[wplug] Linux and Sparc
Chris Romano
romano.chris at gmail.com
Tue Mar 8 09:20:47 EST 2005
On Tue, 08 Mar 2005 09:09:22 -0500, Patrick Wagstrom
<pwagstro at andrew.cmu.edu> wrote:
> On Tue, 2005-03-08 at 08:41 -0500, Chris Romano wrote:
> > Does anyone have experience with Linux on a Sun box? I am looking at
> > machines to put in a data center to serve as a hot backup for my
> > companies website and secondary DNS server. I want hardware that is
> > rock solid. Although I have never worked with sun machines, I always
> > hear how good the hardware is. Can anyone share some wisdom,
> > suggestions, or links?
>
> I've ran Linux on a couple of different architectures (Ultra 5/10,
> SunBlade, SparcStation) and different distributions (Gentoo, Debian,
> RedHat back in the day). My experience has been mixed.
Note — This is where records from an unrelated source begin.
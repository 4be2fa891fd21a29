//! Configuration validation.
//!
//! # Responsibilities
//! - Semantic validation (serde handles syntactic)
//! - Check that ping thresholds cover exactly the supervised components
//! - Validate value ranges (fatal >= warn >= 1, budget > 0, log level)
//!
//! # Design Decisions
//! - Returns all validation errors, not just first
//! - Validation is pure function: TopologyConfig → Result<(), Vec<ValidationError>>
//! - Runs before the assembly phase starts

use thiserror::Error;
use tracing::Level;

use crate::config::schema::TopologyConfig;
use crate::topology::{PingThresholdTable, ThresholdError};

/// A single semantic problem in a topology file.
#[derive(Debug, Clone, PartialEq, Eq, Error)]
pub enum ValidationError {
    #[error(transparent)]
    Threshold(#[from] ThresholdError),

    #[error("assembly.memory_budget_bytes must be greater than zero")]
    ZeroMemoryBudget,

    #[error("unknown log level '{0}'")]
    LogLevel(String),
}

/// Validate a parsed configuration.
pub fn validate_config(config: &TopologyConfig) -> Result<(), Vec<ValidationError>> {
    let mut errors = Vec::new();

    if let Err(threshold_errors) = ping_table(config) {
        errors.extend(threshold_errors.into_iter().map(ValidationError::from));
    }

    if config.assembly.memory_budget_bytes == Some(0) {
        errors.push(ValidationError::ZeroMemoryBudget);
    }

    if config.observability.log_level.parse::<Level>().is_err() {
        errors.push(ValidationError::LogLevel(config.observability.log_level.clone()));
    }

    if errors.is_empty() {
        Ok(())
    } else {
        Err(errors)
    }
}

/// Build the threshold table described by `config.ping`.
pub fn ping_table(config: &TopologyConfig) -> Result<PingThresholdTable, Vec<ThresholdError>> {
    PingThresholdTable::from_entries(config.ping.iter().map(|(id, entry)| (*id, *entry)))
}
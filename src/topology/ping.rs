//! Per-component ping thresholds.
//!
//! # Semantics
//! ```text
//! consecutive misses == warn  → warning signal
//! consecutive misses == fatal → fatal signal, escalation, episode ends
//! any response                → counter back to 0
//! ```
//!
//! The table is policy only. Live counters belong to the watchdog
//! (`crate::health::watchdog`), which copies the thresholds once at
//! construction.
//!
//! # Invariants
//! - Every entry satisfies `fatal >= warn >= 1`
//! - The key set is exactly [`ComponentId::SUPERVISED`]
//! - Looking up any other component is a configuration error

use serde::{Deserialize, Serialize};
use strum::EnumCount;
use thiserror::Error;

use crate::topology::components::ComponentId;

/// Warning and fatal thresholds, in consecutive missed pings.
#[derive(Debug, Clone, Copy, PartialEq, Eq, Hash, Deserialize, Serialize)]
pub struct PingEntry {
    pub warn: u32,
    pub fatal: u32,
}

impl PingEntry {
    pub const fn new(warn: u32, fatal: u32) -> Self {
        Self { warn, fatal }
    }

    /// Returns true if `fatal >= warn >= 1`.
    pub const fn is_valid(&self) -> bool {
        self.warn >= 1 && self.fatal >= self.warn
    }

    /// Check the threshold invariant, naming `component` on failure.
    pub fn validate(&self, component: ComponentId) -> Result<(), ThresholdError> {
        if self.is_valid() {
            Ok(())
        } else {
            Err(ThresholdError::Invalid {
                component,
                warn: self.warn,
                fatal: self.fatal,
            })
        }
    }
}

/// Configuration errors in a threshold table.
#[derive(Debug, Clone, PartialEq, Eq, Error)]
pub enum ThresholdError {
    /// A component was looked up (or is supervised) but has no entry.
    #[error("no ping thresholds configured for {0}")]
    Missing(ComponentId),

    /// An entry violates `fatal >= warn >= 1`.
    #[error("invalid ping thresholds for {component}: warn={warn}, fatal={fatal} (require fatal >= warn >= 1)")]
    Invalid {
        component: ComponentId,
        warn: u32,
        fatal: u32,
    },

    /// An entry exists for a component that is not ping-supervised.
    #[error("ping thresholds configured for unsupervised component {0}")]
    Unsupervised(ComponentId),

    /// The same component appears twice.
    #[error("duplicate ping thresholds for {0}")]
    Duplicate(ComponentId),
}

/// Fixed table of ping thresholds indexed by [`ComponentId`].
#[derive(Debug, Clone, Copy, PartialEq, Eq)]
pub struct PingThresholdTable {
    entries: [Option<PingEntry>; ComponentId::COUNT],
}

impl PingThresholdTable {
    /// A table with no entries.
    pub const fn empty() -> Self {
        Self {
            entries: [None; ComponentId::COUNT],
        }
    }

    /// Builder used for `const` tables; later calls for the same id win.
    pub const fn with(mut self, component: ComponentId, entry: PingEntry) -> Self {
        self.entries[component.index()] = Some(entry);
        self
    }

    /// Build a table from `(component, entry)` pairs.
    ///
    /// Every problem is reported: invalid values, duplicates, entries for
    /// unsupervised components and supervised components left out.
    pub fn from_entries<I>(entries: I) -> Result<Self, Vec<ThresholdError>>
    where
        I: IntoIterator<Item = (ComponentId, PingEntry)>,
    {
        let mut table = Self::empty();
        let mut errors = Vec::new();

        for (component, entry) in entries {
            if !component.is_supervised() {
                errors.push(ThresholdError::Unsupervised(component));
                continue;
            }
            if table.entries[component.index()].is_some() {
                errors.push(ThresholdError::Duplicate(component));
                continue;
            }
            if let Err(e) = entry.validate(component) {
                errors.push(e);
            }
            table.entries[component.index()] = Some(entry);
        }

        if let Err(missing) = table.check_coverage() {
            errors.extend(missing);
        }

        if errors.is_empty() {
            Ok(table)
        } else {
            Err(errors)
        }
    }

    /// Thresholds for `component`.
    ///
    /// An absent entry is a configuration error, never a default.
    pub fn thresholds_for(&self, component: ComponentId) -> Result<PingEntry, ThresholdError> {
        self.entries[component.index()].ok_or(ThresholdError::Missing(component))
    }

    /// Returns a `Missing` error for every supervised component without an entry.
    pub fn check_coverage(&self) -> Result<(), Vec<ThresholdError>> {
        let missing: Vec<_> = ComponentId::SUPERVISED
            .iter()
            .filter(|id| self.entries[id.index()].is_none())
            .map(|id| ThresholdError::Missing(*id))
            .collect();

        if missing.is_empty() {
            Ok(())
        } else {
            Err(missing)
        }
    }

    /// Compile-time check: all entries valid, key set == supervised set.
    pub const fn is_well_formed(&self) -> bool {
        let mut i = 0;
        while i < ComponentId::COUNT {
            if let Some(entry) = &self.entries[i] {
                if !entry.is_valid() {
                    return false;
                }
            }
            i += 1;
        }

        let mut configured = 0;
        let mut i = 0;
        while i < ComponentId::COUNT {
            if self.entries[i].is_some() {
                configured += 1;
            }
            i += 1;
        }

        let mut i = 0;
        while i < ComponentId::SUPERVISED.len() {
            if self.entries[ComponentId::SUPERVISED[i].index()].is_none() {
                return false;
            }
            i += 1;
        }

        configured == ComponentId::SUPERVISED.len()
    }

    /// Configured entries in component order.
    pub fn iter(&self) -> impl Iterator<Item = (ComponentId, PingEntry)> + '_ {
        ComponentId::SUPERVISED
            .iter()
            .filter_map(|id| self.entries[id.index()].map(|entry| (*id, entry)))
    }

    pub fn len(&self) -> usize {
        self.entries.iter().filter(|e| e.is_some()).count()
    }

    pub fn is_empty(&self) -> bool {
        self.len() == 0
    }
}

impl Default for PingThresholdTable {
    fn default() -> Self {
        RPI_PING_TABLE
    }
}

const DEFAULT_PING: PingEntry = PingEntry::new(3, 5);

/// Ping thresholds of the reference deployment.
pub const RPI_PING_TABLE: PingThresholdTable = PingThresholdTable::empty()
    .with(ComponentId::RateGroup10HzComp, DEFAULT_PING)
    .with(ComponentId::RateGroup1HzComp, DEFAULT_PING)
    .with(ComponentId::CmdDisp, DEFAULT_PING)
    .with(ComponentId::CmdSeq, DEFAULT_PING)
    .with(ComponentId::ChanTlm, DEFAULT_PING)
    .with(ComponentId::EventLogger, DEFAULT_PING)
    .with(ComponentId::PrmDb, DEFAULT_PING)
    .with(ComponentId::FileDownlink, DEFAULT_PING)
    .with(ComponentId::FileUplink, DEFAULT_PING);

const _: () = assert!(RPI_PING_TABLE.is_well_formed(), "RPI_PING_TABLE is malformed");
I've found that
> unless you're going with the enterprise class hardware, reliability
> really isn't much greater than you'd expect with x86 or PPC boxes, this
> is especially true with sunblades, which were notoriously flaky (bad
> motherboards, ram issues, etc).
>
> I've got a few boxes that are still running Linux/Sparc in various
> locations around the net and most are pretty solid, but they're not
> doing much anymore (a few firewall machines and a web server or two).
>
> With Sun machines one of the ways that they're rock solid is that
> they've generally got pretty good support for the machines, however if
> you install linux you can kiss that support goodbye, unless it's Java
> Desktop System.
>
> Unless you're looking for the newness of playing with a less common
> architecture, you're probably better off picking up some x86 boxes.
>
I was looking at the Sun Fire V100. They come with Solaris. I would
keep Solaris but I am not familiar with it. I would rather stick to
something I know, until I get the chance to learn it. So I would be
better off with say an IBM box? Has anyone used Penguin Computing?